**SUPPLIED MATERIAL:**
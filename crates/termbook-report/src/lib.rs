//! termbook-report — HTML rendering for termbook.
//!
//! Turns core results into self-contained HTML pages and manages the
//! directory of rendered pages.

pub mod html;
pub mod site;

pub use site::RenderedSite;
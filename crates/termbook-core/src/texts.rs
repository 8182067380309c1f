//! Read-only text listing.

use std::path::Path;

use crate::error::Result;
use crate::model::NumberedText;
use crate::parser::{parse_triple, read_data_lines};

/// Load every text with its translation, numbered from 1 in file order.
///
/// Lines use the same `text;translation;source` layout as terms and must
/// split into exactly three fields.
pub fn load_texts(path: &Path) -> Result<Vec<NumberedText>> {
    read_data_lines(path)?
        .iter()
        .enumerate()
        .map(|(i, line)| {
            let [text, translation, _source] = parse_triple(path, line.number, &line.text)?;
            Ok(NumberedText {
                index: i + 1,
                text: text.to_string(),
                translation: translation.to_string(),
            })
        })
        .collect()
}

#[cfg(test)]
mod tests {
    use super::*;
    use crate::error::StoreError;

    #[test]
    fn loads_texts_in_order() {
        let dir = tempfile::tempdir().unwrap();
        let path = dir.path().join("texts.csv");
        std::fs::write(
            &path,
            "text;translation;source\nGood morning;Доброе утро;db\nThank you;Спасибо;db",
        )
        .unwrap();

        let texts = load_texts(&path).unwrap();
        assert_eq!(texts.len(), 2);
        assert_eq!(texts[0].index, 1);
        assert_eq!(texts[0].text, "Good morning");
        assert_eq!(texts[1].translation, "Спасибо");
    }

    #[test]
    fn malformed_text_line_fails() {
        let dir = tempfile::tempdir().unwrap();
        let path = dir.path().join("texts.csv");
        std::fs::write(&path, "text;translation;source\nonly;two\n").unwrap();
        assert!(matches!(
            load_texts(&path).unwrap_err(),
            StoreError::MalformedRecord { found: 2, .. }
        ));
    }
}
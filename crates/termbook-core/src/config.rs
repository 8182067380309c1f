//! Data file configuration.

use std::path::{Path, PathBuf};

use anyhow::{Context, Result};
use serde::{Deserialize, Serialize};

/// Where termbook finds its data files.
#[derive(Debug, Clone, Serialize, Deserialize)]
pub struct TermbookConfig {
    /// Directory holding the data files.
    #[serde(default = "default_data_dir")]
    pub data_dir: PathBuf,
    /// Glossary terms, relative to `data_dir`.
    #[serde(default = "default_terms_file")]
    pub terms_file: PathBuf,
    /// Texts and translations, relative to `data_dir`.
    #[serde(default = "default_texts_file")]
    pub texts_file: PathBuf,
    /// Quiz questions, relative to `data_dir`.
    #[serde(default = "default_quiz_file")]
    pub quiz_file: PathBuf,
}

fn default_data_dir() -> PathBuf {
    PathBuf::from("./data")
}
fn default_terms_file() -> PathBuf {
    PathBuf::from("terms.csv")
}
fn default_texts_file() -> PathBuf {
    PathBuf::from("texts.csv")
}
fn default_quiz_file() -> PathBuf {
    PathBuf::from("tests.csv")
}

impl Default for TermbookConfig {
    fn default() -> Self {
        Self {
            data_dir: default_data_dir(),
            terms_file: default_terms_file(),
            texts_file: default_texts_file(),
            quiz_file: default_quiz_file(),
        }
    }
}

impl TermbookConfig {
    /// Config rooted at `data_dir` with default file names.
    pub fn with_data_dir(data_dir: impl Into<PathBuf>) -> Self {
        Self {
            data_dir: data_dir.into(),
            ..Self::default()
        }
    }

    pub fn terms_path(&self) -> PathBuf {
        self.data_dir.join(&self.terms_file)
    }

    pub fn texts_path(&self) -> PathBuf {
        self.data_dir.join(&self.texts_file)
    }

    pub fn quiz_path(&self) -> PathBuf {
        self.data_dir.join(&self.quiz_file)
    }
}

/// Expand `${VAR_NAME}` references in a string.
///
/// Substituted values are copied through as-is and never rescanned. An unset
/// variable is an error; an unterminated `${` is kept literally.
fn resolve_env_vars(s: &str) -> Result<String> {
    let mut result = String::with_capacity(s.len());
    let mut rest = s;
    while let Some(start) = rest.find("${") {
        let Some(len) = rest[start + 2..].find('}') else {
            break;
        };
        let var_name = &rest[start + 2..start + 2 + len];
        let value = std::env::var(var_name)
            .with_context(|| format!("environment variable {var_name} is not set"))?;
        result.push_str(&rest[..start]);
        result.push_str(&value);
        rest = &rest[start + 2 + len + 1..];
    }
    result.push_str(rest);
    Ok(result)
}

fn resolve_path(path: &Path) -> Result<PathBuf> {
    let resolved = resolve_env_vars(&path.to_string_lossy())
        .with_context(|| format!("failed to expand path: {}", path.display()))?;
    Ok(PathBuf::from(resolved))
}

/// Load config from an explicit path, or search the default locations.
///
/// Search order without an explicit path:
/// 1. `termbook.toml` in the current directory
/// 2. `~/.config/termbook/config.toml`
///
/// `TERMBOOK_DATA_DIR` overrides `data_dir`.
pub fn load_config_from(path: Option<&Path>) -> Result<TermbookConfig> {
    let config_path = if let Some(p) = path {
        if p.exists() {
            Some(p.to_path_buf())
        } else {
            anyhow::bail!("config file not found: {}", p.display());
        }
    } else {
        let local = PathBuf::from("termbook.toml");
        if local.exists() {
            Some(local)
        } else {
            dirs_path()
                .map(|home| home.join("config.toml"))
                .filter(|global| global.exists())
        }
    };

    let mut config = match config_path {
        Some(path) => {
            let content = std::fs::read_to_string(&path)
                .with_context(|| format!("failed to read config: {}", path.display()))?;
            let config = toml::from_str::<TermbookConfig>(&content)
                .with_context(|| format!("failed to parse config: {}", path.display()))?;
            tracing::debug!("loaded config from {}", path.display());
            config
        }
        None => TermbookConfig::default(),
    };

    if let Ok(dir) = std::env::var("TERMBOOK_DATA_DIR") {
        config.data_dir = PathBuf::from(dir);
    }

    config.data_dir = resolve_path(&config.data_dir)?;
    config.terms_file = resolve_path(&config.terms_file)?;
    config.texts_file = resolve_path(&config.texts_file)?;
    config.quiz_file = resolve_path(&config.quiz_file)?;

    Ok(config)
}

fn dirs_path() -> Option<PathBuf> {
    std::env::var("HOME")
        .ok()
        .map(|h| PathBuf::from(h).join(".config").join("termbook"))
}

#[cfg(test)]
mod tests {
    use super::*;

    #[test]
    fn resolve_env_vars_basic() {
        std::env::set_var("_TERMBOOK_TEST_VAR", "corpus");
        assert_eq!(resolve_env_vars("${_TERMBOOK_TEST_VAR}").unwrap(), "corpus");
        assert_eq!(
            resolve_env_vars("/srv/${_TERMBOOK_TEST_VAR}/data").unwrap(),
            "/srv/corpus/data"
        );
        assert_eq!(
            resolve_env_vars("${unterminated").unwrap(),
            "${unterminated"
        );
        std::env::remove_var("_TERMBOOK_TEST_VAR");
    }

    #[test]
    fn substituted_values_are_not_expanded_again() {
        std::env::set_var("_TERMBOOK_SELF_REF", "${_TERMBOOK_SELF_REF}");
        std::env::set_var("_TERMBOOK_SECOND", "b");

        let (tx, rx) = std::sync::mpsc::channel();
        std::thread::spawn(move || {
            let _ = tx.send(resolve_env_vars("/srv/${_TERMBOOK_SELF_REF}/${_TERMBOOK_SECOND}"));
        });
        let resolved = rx
            .recv_timeout(std::time::Duration::from_secs(2))
            .expect("expansion did not terminate")
            .unwrap();
        assert_eq!(resolved, "/srv/${_TERMBOOK_SELF_REF}/b");

        std::env::remove_var("_TERMBOOK_SELF_REF");
        std::env::remove_var("_TERMBOOK_SECOND");
    }

    #[test]
    fn unset_variable_is_an_error() {
        std::env::remove_var("_TERMBOOK_NEVER_SET");
        let err = resolve_env_vars("${_TERMBOOK_NEVER_SET}/data").unwrap_err();
        assert!(err.to_string().contains("_TERMBOOK_NEVER_SET"));
    }

    #[test]
    fn unset_variable_in_config_fails_loading() {
        std::env::remove_var("_TERMBOOK_NEVER_SET_DIR");
        let dir = tempfile::tempdir().unwrap();
        let path = dir.path().join("termbook.toml");
        std::fs::write(&path, "data_dir = \"${_TERMBOOK_NEVER_SET_DIR}/data\"\n").unwrap();
        let err = load_config_from(Some(path.as_path())).unwrap_err();
        assert!(format!("{err:#}").contains("_TERMBOOK_NEVER_SET_DIR"));
    }

    #[test]
    fn default_config_paths() {
        let config = TermbookConfig::default();
        assert_eq!(config.terms_path(), PathBuf::from("./data/terms.csv"));
        assert_eq!(config.texts_path(), PathBuf::from("./data/texts.csv"));
        assert_eq!(config.quiz_path(), PathBuf::from("./data/tests.csv"));
    }

    #[test]
    fn parse_partial_config() {
        let config: TermbookConfig = toml::from_str(
            r#"
data_dir = "/var/lib/termbook"
quiz_file = "capitals.csv"
"#,
        )
        .unwrap();
        assert_eq!(
            config.quiz_path(),
            PathBuf::from("/var/lib/termbook/capitals.csv")
        );
        assert_eq!(
            config.terms_path(),
            PathBuf::from("/var/lib/termbook/terms.csv")
        );
    }

    #[test]
    fn explicit_missing_config_is_an_error() {
        let dir = tempfile::tempdir().unwrap();
        let err = load_config_from(Some(dir.path().join("absent.toml").as_path())).unwrap_err();
        assert!(err.to_string().contains("config file not found"));
    }

    #[test]
    fn explicit_config_is_loaded() {
        let dir = tempfile::tempdir().unwrap();
        let path = dir.path().join("termbook.toml");
        std::fs::write(&path, "terms_file = \"glossary.csv\"\n").unwrap();
        let config = load_config_from(Some(path.as_path())).unwrap();
        assert!(config.terms_path().ends_with("glossary.csv"));
    }
}
//! Quiz loading and grading.

use std::collections::HashMap;
use std::path::Path;

use anyhow::Context;

use crate::error::{Result, StoreError};
use crate::model::{GradedAnswer, Question, QuizOutcome};
use crate::parser::{read_data_lines, split_fields};

/// Load quiz questions, skipping lines with fewer than two fields.
///
/// Fields past the second are ignored. A question's index is the 1-based
/// position of its data line, so skipped lines leave gaps.
pub fn load_questions(path: &Path) -> Result<Vec<Question>> {
    let mut questions = Vec::new();
    for line in read_data_lines(path)? {
        let fields = split_fields(line.text.trim());
        let [prompt, answer, ..] = fields.as_slice() else {
            tracing::debug!(
                "skipping malformed quiz line {} in {}",
                line.number + 1,
                path.display()
            );
            continue;
        };
        questions.push(Question {
            index: line.number,
            prompt: prompt.to_string(),
            answer: answer.to_string(),
        });
    }
    Ok(questions)
}

/// Grade submitted answers against the questions.
///
/// Answers are looked up by question index; a missing answer counts as
/// empty. Submitted text is trimmed and compared case-insensitively.
pub fn grade(questions: &[Question], answers: &HashMap<usize, String>) -> Result<QuizOutcome> {
    if questions.is_empty() {
        return Err(StoreError::DivisionUndefined);
    }

    let graded: Vec<GradedAnswer> = questions
        .iter()
        .map(|q| {
            let submitted = answers
                .get(&q.index)
                .map(|a| a.trim())
                .unwrap_or_default()
                .to_string();
            let correct = submitted.to_lowercase() == q.answer.to_lowercase();
            GradedAnswer {
                index: q.index,
                prompt: q.prompt.clone(),
                submitted,
                expected: q.answer.clone(),
                correct,
            }
        })
        .collect();

    let correct = graded.iter().filter(|a| a.correct).count();
    let score = correct as f64 / graded.len() as f64 * 100.0;

    Ok(QuizOutcome {
        answers: graded,
        score,
    })
}

/// Build an answer map from `index=answer` pairs.
///
/// The answer may itself contain `=`; only the first one separates.
pub fn parse_answer_pairs<S: AsRef<str>>(pairs: &[S]) -> anyhow::Result<HashMap<usize, String>> {
    let mut answers = HashMap::new();
    for pair in pairs {
        let pair = pair.as_ref();
        let (index, answer) = pair
            .split_once('=')
            .with_context(|| format!("expected INDEX=ANSWER, got '{pair}'"))?;
        let index: usize = index
            .trim()
            .parse()
            .with_context(|| format!("invalid question index in '{pair}'"))?;
        answers.insert(index, answer.to_string());
    }
    Ok(answers)
}

#[cfg(test)]
mod tests {
    use super::*;

    fn capitals() -> Vec<Question> {
        vec![
            Question {
                index: 1,
                prompt: "Capital of France".into(),
                answer: "France".into(),
            },
            Question {
                index: 2,
                prompt: "Capital of Italy".into(),
                answer: "Italy".into(),
            },
        ]
    }

    #[test]
    fn grade_half_correct() {
        let answers = HashMap::from([(1, "france".to_string()), (2, "Spain".to_string())]);
        let outcome = grade(&capitals(), &answers).unwrap();

        assert!((outcome.score - 50.0).abs() < f64::EPSILON);
        assert!(outcome.answers[0].correct);
        assert!(!outcome.answers[1].correct);
        assert_eq!(outcome.answers[1].submitted, "Spain");
        assert_eq!(outcome.answers[1].expected, "Italy");
        assert_eq!(outcome.correct_count(), 1);
    }

    #[test]
    fn grade_trims_and_defaults_missing_answers() {
        let answers = HashMap::from([(2, "  ITALY \n".to_string())]);
        let outcome = grade(&capitals(), &answers).unwrap();

        assert_eq!(outcome.answers[0].submitted, "");
        assert!(!outcome.answers[0].correct);
        assert_eq!(outcome.answers[1].submitted, "ITALY");
        assert!(outcome.answers[1].correct);
        assert!((outcome.score - 50.0).abs() < f64::EPSILON);
    }

    #[test]
    fn grade_all_correct_is_100() {
        let answers = HashMap::from([(1, "France".to_string()), (2, "italy".to_string())]);
        let outcome = grade(&capitals(), &answers).unwrap();
        assert!((outcome.score - 100.0).abs() < f64::EPSILON);
    }

    #[test]
    fn grade_without_questions_is_undefined() {
        let err = grade(&[], &HashMap::new()).unwrap_err();
        assert!(matches!(err, StoreError::DivisionUndefined));
    }

    #[test]
    fn load_skips_lines_without_separator() {
        let dir = tempfile::tempdir().unwrap();
        let path = dir.path().join("tests.csv");
        std::fs::write(
            &path,
            "text;country\nBonjour;France;extra\nbroken line\n\nCiao;Italy\n",
        )
        .unwrap();

        let questions = load_questions(&path).unwrap();
        assert_eq!(questions.len(), 2);
        assert_eq!(questions[0].index, 1);
        assert_eq!(questions[0].prompt, "Bonjour");
        assert_eq!(questions[0].answer, "France");
        assert_eq!(questions[1].index, 4);
        assert_eq!(questions[1].answer, "Italy");
    }

    #[test]
    fn load_trims_whole_line() {
        let dir = tempfile::tempdir().unwrap();
        let path = dir.path().join("tests.csv");
        std::fs::write(&path, "text;country\n  Hola;Spain  \r\n").unwrap();
        let questions = load_questions(&path).unwrap();
        assert_eq!(questions[0].prompt, "Hola");
        assert_eq!(questions[0].answer, "Spain");
    }

    #[test]
    fn parse_pairs() {
        let answers = parse_answer_pairs(&["1=France", "3= a=b "]).unwrap();
        assert_eq!(answers[&1], "France");
        assert_eq!(answers[&3], " a=b ");
        assert!(parse_answer_pairs(&["France"]).is_err());
        assert!(parse_answer_pairs(&["x=France"]).is_err());
    }
}
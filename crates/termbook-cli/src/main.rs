//! termbook CLI — browse the glossary, take the quiz, contribute terms.

use std::path::PathBuf;
use std::process;

use clap::{Parser, Subcommand};
use termbook_core::StoreError;

mod commands;

#[derive(Parser)]
#[command(
    name = "termbook",
    version,
    about = "Glossary, texts, and quiz over flat data files"
)]
struct Cli {
    /// Config file path
    #[arg(long, global = true)]
    config: Option<PathBuf>,

    #[command(subcommand)]
    command: Commands,
}

#[derive(Subcommand)]
enum Commands {
    /// List glossary terms
    Terms {
        /// Output format: table, json
        #[arg(long, default_value = "table")]
        format: String,
    },

    /// List texts with translations
    Texts {
        /// Output format: table, json
        #[arg(long, default_value = "table")]
        format: String,
    },

    /// Show glossary statistics
    Stats {
        /// Output format: text, json
        #[arg(long, default_value = "text")]
        format: String,
    },

    /// Show the quiz, or grade answers when any are given
    Quiz {
        /// Answer as INDEX=ANSWER (repeatable)
        #[arg(long = "answer", short = 'a')]
        answers: Vec<String>,

        /// Output format: text, json, html
        #[arg(long, default_value = "text")]
        format: String,
    },

    /// Contribute a new glossary term
    AddTerm {
        /// The term
        #[arg(long, default_value = "")]
        term: String,

        /// Its definition
        #[arg(long, default_value = "")]
        definition: String,

        /// Contributor name
        #[arg(long)]
        name: Option<String>,

        /// Rendered site directory to invalidate after adding
        #[arg(long)]
        site: Option<PathBuf>,

        /// Output format: text, json
        #[arg(long, default_value = "text")]
        format: String,
    },

    /// Render the static HTML site
    Render {
        /// Output directory
        #[arg(long, default_value = "./site")]
        output: PathBuf,
    },

    /// Create starter config and data files
    Init,
}

impl Commands {
    fn name(&self) -> &'static str {
        match self {
            Commands::Terms { .. } => "terms",
            Commands::Texts { .. } => "texts",
            Commands::Stats { .. } => "stats",
            Commands::Quiz { .. } => "quiz",
            Commands::AddTerm { .. } => "add-term",
            Commands::Render { .. } => "render",
            Commands::Init => "init",
        }
    }
}

fn main() {
    tracing_subscriber::fmt()
        .with_writer(std::io::stderr)
        .with_env_filter(
            tracing_subscriber::EnvFilter::from_default_env()
                .add_directive("termbook=info".parse().unwrap()),
        )
        .init();

    let cli = Cli::parse();
    let config = cli.config.as_deref();

    tracing::debug!(config = ?config, "dispatching {}", cli.command.name());

    let result = match cli.command {
        Commands::Terms { format } => commands::terms::execute(config, format),
        Commands::Texts { format } => commands::texts::execute(config, format),
        Commands::Stats { format } => commands::stats::execute(config, format),
        Commands::Quiz { answers, format } => commands::quiz::execute(config, answers, format),
        Commands::AddTerm {
            term,
            definition,
            name,
            site,
            format,
        } => commands::add_term::execute(config, term, definition, name, site, format),
        Commands::Render { output } => commands::render::execute(config, output),
        Commands::Init => commands::init::execute(),
    };

    if let Err(e) = result {
        eprintln!("Error: {e:#}");
        process::exit(exit_code(&e));
    }
}

/// 3 for malformed or empty data files, 1 for everything else.
fn exit_code(err: &anyhow::Error) -> i32 {
    let data_error = err
        .chain()
        .filter_map(|cause| cause.downcast_ref::<StoreError>())
        .any(StoreError::is_data_error);
    if data_error {
        3
    } else {
        1
    }
}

**WHAT THE EXERCISE ASKS:**
The answer must be every line from the records above that contains the word "local", copied in full.

**TASK ANSWER:**
        let local = PathBuf::from("termbook.toml");
        if local.exists() {
            Some(local)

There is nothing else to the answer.